Development of a classification and ranking method for the identification of possible biomarkers in two-dimensional gel-electrophoresis based on principal component analysis and variable selection procedures

Robotti, Elisa; Marco, Demartini; Gosetti, Fabio; Giorgio, Calabrese; Marengo, Emilio

doi:10.1039/c0mb00124d

The identification of biomarkers is one of the leading research areas in proteomics. When biomarkers have to be searched for in spot volume datasets produced by 2D gel-electrophoresis, problems may arise related to the large number of spots present in each map and the small number of samples available in each class (control/pathological).
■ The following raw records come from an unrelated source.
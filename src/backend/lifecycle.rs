// Lifecycle - ordered bring-up and reverse teardown of every core handle
//
// Forward: negotiate -> instance -> [messenger] -> [surface -> GPU -> device]
// Teardown: exactly the reverse of whatever was reached, never faulting.

use ash::vk;
use std::ffi::CString;
use std::sync::Arc;

use super::debug::{messenger_create_info, DebugMessengerBridge, DiagnosticSink, MessengerConfig};
use super::device::{create_logical_device, destroy_logical_device, LogicalDevice};
use super::driver::Driver;
use super::instance::{create_instance, destroy_instance, ApplicationInfo, InstanceRequest};
use super::negotiate::{required_extensions, Negotiator};
use super::physical::{PhysicalDeviceSelector, SelectedDevice};
use super::surface::{create_surface, destroy_surface};
use super::window::WindowTarget;
use super::{BootstrapError, BootstrapResult};

/// How far the bring-up got
#[derive(Debug, Clone, Copy, PartialEq, Eq, PartialOrd, Ord)]
pub enum Stage {
    Uninitialized,
    InstanceReady,
    MessengerReady,
    SurfaceReady,
    DeviceReady,
    Running,
    Terminal,
}

/// Fixed inputs to the bring-up
#[derive(Debug, Clone)]
pub struct BootstrapOptions {
    pub application: ApplicationInfo,
    /// Validation layers + debug messenger
    pub diagnostics: bool,
    pub validation_layers: Vec<CString>,
    pub messenger: MessengerConfig,
    /// Surface, GPU selection and logical device
    pub presentation: bool,
    pub device_features: vk::PhysicalDeviceFeatures,
}

impl Default for BootstrapOptions {
    fn default() -> Self {
        Self {
            application: ApplicationInfo::default(),
            diagnostics: true,
            validation_layers: vec![CString::from(c"VK_LAYER_KHRONOS_validation")],
            messenger: MessengerConfig::default(),
            presentation: true,
            device_features: vk::PhysicalDeviceFeatures::default(),
        }
    }
}

/// Sole owner of the instance, messenger, surface and device
pub struct Lifecycle<D: Driver> {
    driver: D,
    options: BootstrapOptions,
    stage: Stage,
    // Outlives the instance: the chained messenger info points at it
    diagnostics: Arc<DiagnosticSink>,
    instance: Option<vk::Instance>,
    bridge: DebugMessengerBridge,
    messenger: Option<vk::DebugUtilsMessengerEXT>,
    surface: Option<vk::SurfaceKHR>,
    physical_device: Option<SelectedDevice>,
    device: Option<LogicalDevice>,
}

impl<D: Driver> Lifecycle<D> {
    pub fn new(driver: D, options: BootstrapOptions) -> Self {
        Self {
            driver,
            options,
            stage: Stage::Uninitialized,
            diagnostics: Arc::new(DiagnosticSink::new()),
            instance: None,
            bridge: DebugMessengerBridge::default(),
            messenger: None,
            surface: None,
            physical_device: None,
            device: None,
        }
    }

    /// Run the whole forward sequence
    ///
    /// On failure the partially initialized lifecycle is dropped, which tears
    /// down whatever was created, before the error is returned.
    pub fn bootstrap(
        driver: D,
        options: BootstrapOptions,
        target: Option<&WindowTarget>,
    ) -> BootstrapResult<Self> {
        let mut lifecycle = Self::new(driver, options);
        lifecycle.initialize(target)?;
        Ok(lifecycle)
    }

    /// Forward sequence; stops at the first failure, leaving the reached
    /// stages in place for `teardown`
    pub fn initialize(&mut self, target: Option<&WindowTarget>) -> BootstrapResult<()> {
        if self.stage != Stage::Uninitialized {
            return Err(BootstrapError::Initialization(format!(
                "bootstrap already ran (stage {:?})",
                self.stage
            )));
        }
        log::info!("Initializing Vulkan...");

        // Step 1: Negotiate layers and extensions
        let diagnostics = self.options.diagnostics;
        let layers = if diagnostics {
            self.options.validation_layers.clone()
        } else {
            Vec::new()
        };
        let negotiator = Negotiator::probe(&self.driver, &layers)?;
        let window_extensions = target.map(|t| t.required_extensions.as_slice()).unwrap_or(&[]);
        let extensions = required_extensions(window_extensions, diagnostics);

        // Step 2: Create instance
        let request = InstanceRequest {
            application: &self.options.application,
            extensions: &extensions,
            layers: &layers,
            debug_messenger: diagnostics
                .then(|| messenger_create_info(&self.diagnostics, &self.options.messenger)),
        };
        let instance = create_instance(&mut self.driver, &negotiator, &request)?;
        self.instance = Some(instance);
        self.stage = Stage::InstanceReady;

        // Step 3: Debug messenger if diagnostics enabled
        if diagnostics {
            self.bridge = DebugMessengerBridge::resolve(&self.driver, instance);
            let info = messenger_create_info(&self.diagnostics, &self.options.messenger);
            self.messenger = Some(self.bridge.setup(instance, &info)?);
            self.stage = Stage::MessengerReady;
        }

        let Some(target) = target.filter(|_| self.options.presentation) else {
            log::info!("Presentation disabled, Vulkan initialized without a device");
            return Ok(());
        };

        // Step 4: Surface
        let surface = create_surface(&mut self.driver, instance, target)?;
        self.surface = Some(surface);
        self.stage = Stage::SurfaceReady;

        // Step 5: Pick physical device (GPU)
        let selected = PhysicalDeviceSelector::new(&self.driver, instance, surface).select()?;

        // Step 6: Logical device + queues
        let device =
            create_logical_device(&mut self.driver, instance, &selected, self.options.device_features)?;
        self.physical_device = Some(selected);
        self.device = Some(device);
        self.stage = Stage::DeviceReady;

        log::info!("Vulkan initialized successfully!");
        Ok(())
    }

    /// Mark the backend as in use; no-op unless something was initialized
    pub fn start(&mut self) {
        if self.stage > Stage::Uninitialized && self.stage < Stage::Running {
            self.stage = Stage::Running;
        }
    }

    /// Release everything in reverse creation order. Idempotent.
    pub fn teardown(&mut self) {
        if self.stage == Stage::Terminal {
            return;
        }
        log::info!("Cleaning up Vulkan resources...");

        if let Some(device) = self.device.take() {
            destroy_logical_device(&mut self.driver, &device);
        }
        self.physical_device = None;

        if let Some(instance) = self.instance.take() {
            if let Some(surface) = self.surface.take() {
                destroy_surface(&mut self.driver, instance, surface);
            }
            if let Some(messenger) = self.messenger.take() {
                self.bridge.teardown(instance, messenger);
            }
            destroy_instance(&mut self.driver, instance);
        }

        self.stage = Stage::Terminal;
        log::info!("Cleanup complete");
    }

    pub fn stage(&self) -> Stage {
        self.stage
    }

    pub fn instance(&self) -> Option<vk::Instance> {
        self.instance
    }

    pub fn messenger(&self) -> Option<vk::DebugUtilsMessengerEXT> {
        self.messenger
    }

    pub fn surface(&self) -> Option<vk::SurfaceKHR> {
        self.surface
    }

    pub fn physical_device(&self) -> Option<&SelectedDevice> {
        self.physical_device.as_ref()
    }

    pub fn device(&self) -> Option<&LogicalDevice> {
        self.device.as_ref()
    }

    pub fn graphics_queue(&self) -> Option<vk::Queue> {
        self.device.map(|d| d.graphics_queue)
    }

    pub fn present_queue(&self) -> Option<vk::Queue> {
        self.device.map(|d| d.present_queue)
    }

    /// Everything the validation layers reported so far
    pub fn diagnostics(&self) -> &Arc<DiagnosticSink> {
        &self.diagnostics
    }
}

impl<D: Driver> Drop for Lifecycle<D> {
    fn drop(&mut self) {
        self.teardown();
    }
}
In such cases multivariate methods are usually exploited together with variable selection procedures, to provide a set of possible biomarkers: they are however usually aimed to the selection of the smallest set of variables (spots) providing the best performances in prediction. This approach seems not to be suitable for the identification of potential biomarkers since in this case all the possible candidate biomarkers have to be identified to provide a general picture of the "pathological state'': in this case exhaustivity has to be preferred to provide a complete understanding of the mechanisms underlying the pathology. We propose here a ranking and classification method, "Ranking-PCA'', based on Principal Component Analysis and variable selection in forward search: the method selects one variable at a time as the one providing the best separation of the two classes investigated in the space given by the relevant PCs. The method was applied to an artificial dataset and a real case-study: Ranking-PCA exhaustively identified the potential biomarkers and provided reliable and robust results.